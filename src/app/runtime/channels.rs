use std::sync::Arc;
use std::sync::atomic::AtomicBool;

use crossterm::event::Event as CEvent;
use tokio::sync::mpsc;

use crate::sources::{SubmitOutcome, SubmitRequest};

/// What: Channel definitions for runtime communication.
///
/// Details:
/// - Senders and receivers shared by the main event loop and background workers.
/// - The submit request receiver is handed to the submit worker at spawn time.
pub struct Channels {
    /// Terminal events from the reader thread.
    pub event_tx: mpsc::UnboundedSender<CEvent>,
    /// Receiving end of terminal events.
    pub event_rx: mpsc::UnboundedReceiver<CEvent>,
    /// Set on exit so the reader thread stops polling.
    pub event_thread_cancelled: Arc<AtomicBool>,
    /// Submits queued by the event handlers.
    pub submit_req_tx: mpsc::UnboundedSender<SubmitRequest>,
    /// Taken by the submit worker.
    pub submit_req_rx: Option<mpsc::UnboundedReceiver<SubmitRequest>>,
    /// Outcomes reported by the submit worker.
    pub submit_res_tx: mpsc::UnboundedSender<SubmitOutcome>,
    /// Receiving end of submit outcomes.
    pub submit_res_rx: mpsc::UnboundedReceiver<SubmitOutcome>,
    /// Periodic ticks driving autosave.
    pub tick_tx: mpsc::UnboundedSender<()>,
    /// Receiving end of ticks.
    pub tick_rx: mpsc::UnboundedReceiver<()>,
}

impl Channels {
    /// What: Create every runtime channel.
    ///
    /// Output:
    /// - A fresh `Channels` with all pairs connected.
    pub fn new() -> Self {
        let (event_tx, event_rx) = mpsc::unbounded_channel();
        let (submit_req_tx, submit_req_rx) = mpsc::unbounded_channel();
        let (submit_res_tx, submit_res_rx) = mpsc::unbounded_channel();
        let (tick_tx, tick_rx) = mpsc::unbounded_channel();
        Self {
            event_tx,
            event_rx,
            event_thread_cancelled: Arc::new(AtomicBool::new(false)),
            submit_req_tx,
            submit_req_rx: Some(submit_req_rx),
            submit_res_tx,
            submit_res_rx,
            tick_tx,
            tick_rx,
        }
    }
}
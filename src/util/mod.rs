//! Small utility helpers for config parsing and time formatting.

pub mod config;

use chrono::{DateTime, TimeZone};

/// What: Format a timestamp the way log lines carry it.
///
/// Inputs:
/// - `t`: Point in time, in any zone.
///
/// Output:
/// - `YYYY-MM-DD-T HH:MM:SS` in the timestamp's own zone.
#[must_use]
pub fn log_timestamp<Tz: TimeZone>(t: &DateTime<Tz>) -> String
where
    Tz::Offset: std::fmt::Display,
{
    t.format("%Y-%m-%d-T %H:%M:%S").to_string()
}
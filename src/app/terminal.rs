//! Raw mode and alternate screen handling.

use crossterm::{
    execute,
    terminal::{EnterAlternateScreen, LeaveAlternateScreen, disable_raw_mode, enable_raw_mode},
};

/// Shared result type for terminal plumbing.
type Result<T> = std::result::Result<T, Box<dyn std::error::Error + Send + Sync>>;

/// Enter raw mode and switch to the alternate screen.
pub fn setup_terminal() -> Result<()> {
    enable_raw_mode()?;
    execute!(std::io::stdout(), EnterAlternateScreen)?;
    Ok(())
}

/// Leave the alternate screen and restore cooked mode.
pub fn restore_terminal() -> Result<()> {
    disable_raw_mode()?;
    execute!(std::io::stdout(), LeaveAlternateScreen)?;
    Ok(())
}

* * *

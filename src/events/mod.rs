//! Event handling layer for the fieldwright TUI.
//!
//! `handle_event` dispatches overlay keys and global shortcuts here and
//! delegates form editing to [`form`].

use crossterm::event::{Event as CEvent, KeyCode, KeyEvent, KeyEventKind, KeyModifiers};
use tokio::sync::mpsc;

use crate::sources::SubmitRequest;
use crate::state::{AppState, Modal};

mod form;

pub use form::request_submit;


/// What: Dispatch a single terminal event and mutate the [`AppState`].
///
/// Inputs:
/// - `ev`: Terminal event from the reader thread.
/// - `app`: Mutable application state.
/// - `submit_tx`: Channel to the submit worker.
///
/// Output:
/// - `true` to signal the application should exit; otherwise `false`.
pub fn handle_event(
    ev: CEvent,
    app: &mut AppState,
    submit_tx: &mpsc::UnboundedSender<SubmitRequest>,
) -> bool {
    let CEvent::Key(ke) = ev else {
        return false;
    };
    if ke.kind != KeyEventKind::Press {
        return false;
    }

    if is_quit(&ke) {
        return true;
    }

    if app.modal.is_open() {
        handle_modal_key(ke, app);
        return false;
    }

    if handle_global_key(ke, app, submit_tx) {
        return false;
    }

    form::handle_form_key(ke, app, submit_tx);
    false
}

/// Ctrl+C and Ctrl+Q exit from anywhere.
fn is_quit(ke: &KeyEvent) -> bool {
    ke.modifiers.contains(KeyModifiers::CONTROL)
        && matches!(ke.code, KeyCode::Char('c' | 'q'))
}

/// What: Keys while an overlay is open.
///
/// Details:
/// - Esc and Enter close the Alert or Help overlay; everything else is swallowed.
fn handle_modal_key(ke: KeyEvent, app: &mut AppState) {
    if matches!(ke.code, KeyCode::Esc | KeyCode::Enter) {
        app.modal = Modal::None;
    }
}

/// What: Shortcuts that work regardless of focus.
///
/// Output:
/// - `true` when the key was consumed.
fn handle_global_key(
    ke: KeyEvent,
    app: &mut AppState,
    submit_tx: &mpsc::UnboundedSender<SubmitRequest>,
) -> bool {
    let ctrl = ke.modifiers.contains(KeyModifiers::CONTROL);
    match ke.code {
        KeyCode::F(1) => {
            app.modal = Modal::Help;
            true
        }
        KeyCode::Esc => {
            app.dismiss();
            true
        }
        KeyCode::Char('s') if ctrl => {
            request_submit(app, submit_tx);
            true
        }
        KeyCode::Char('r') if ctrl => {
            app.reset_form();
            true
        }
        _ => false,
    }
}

## EXERCISE DESCRIPTION
Search the lines above for the string "events", then show every one that has it.

## EXERCISE OUTPUT
    /// Terminal events from the reader thread.
    /// Receiving end of terminal events.
filename src/events/mod.rs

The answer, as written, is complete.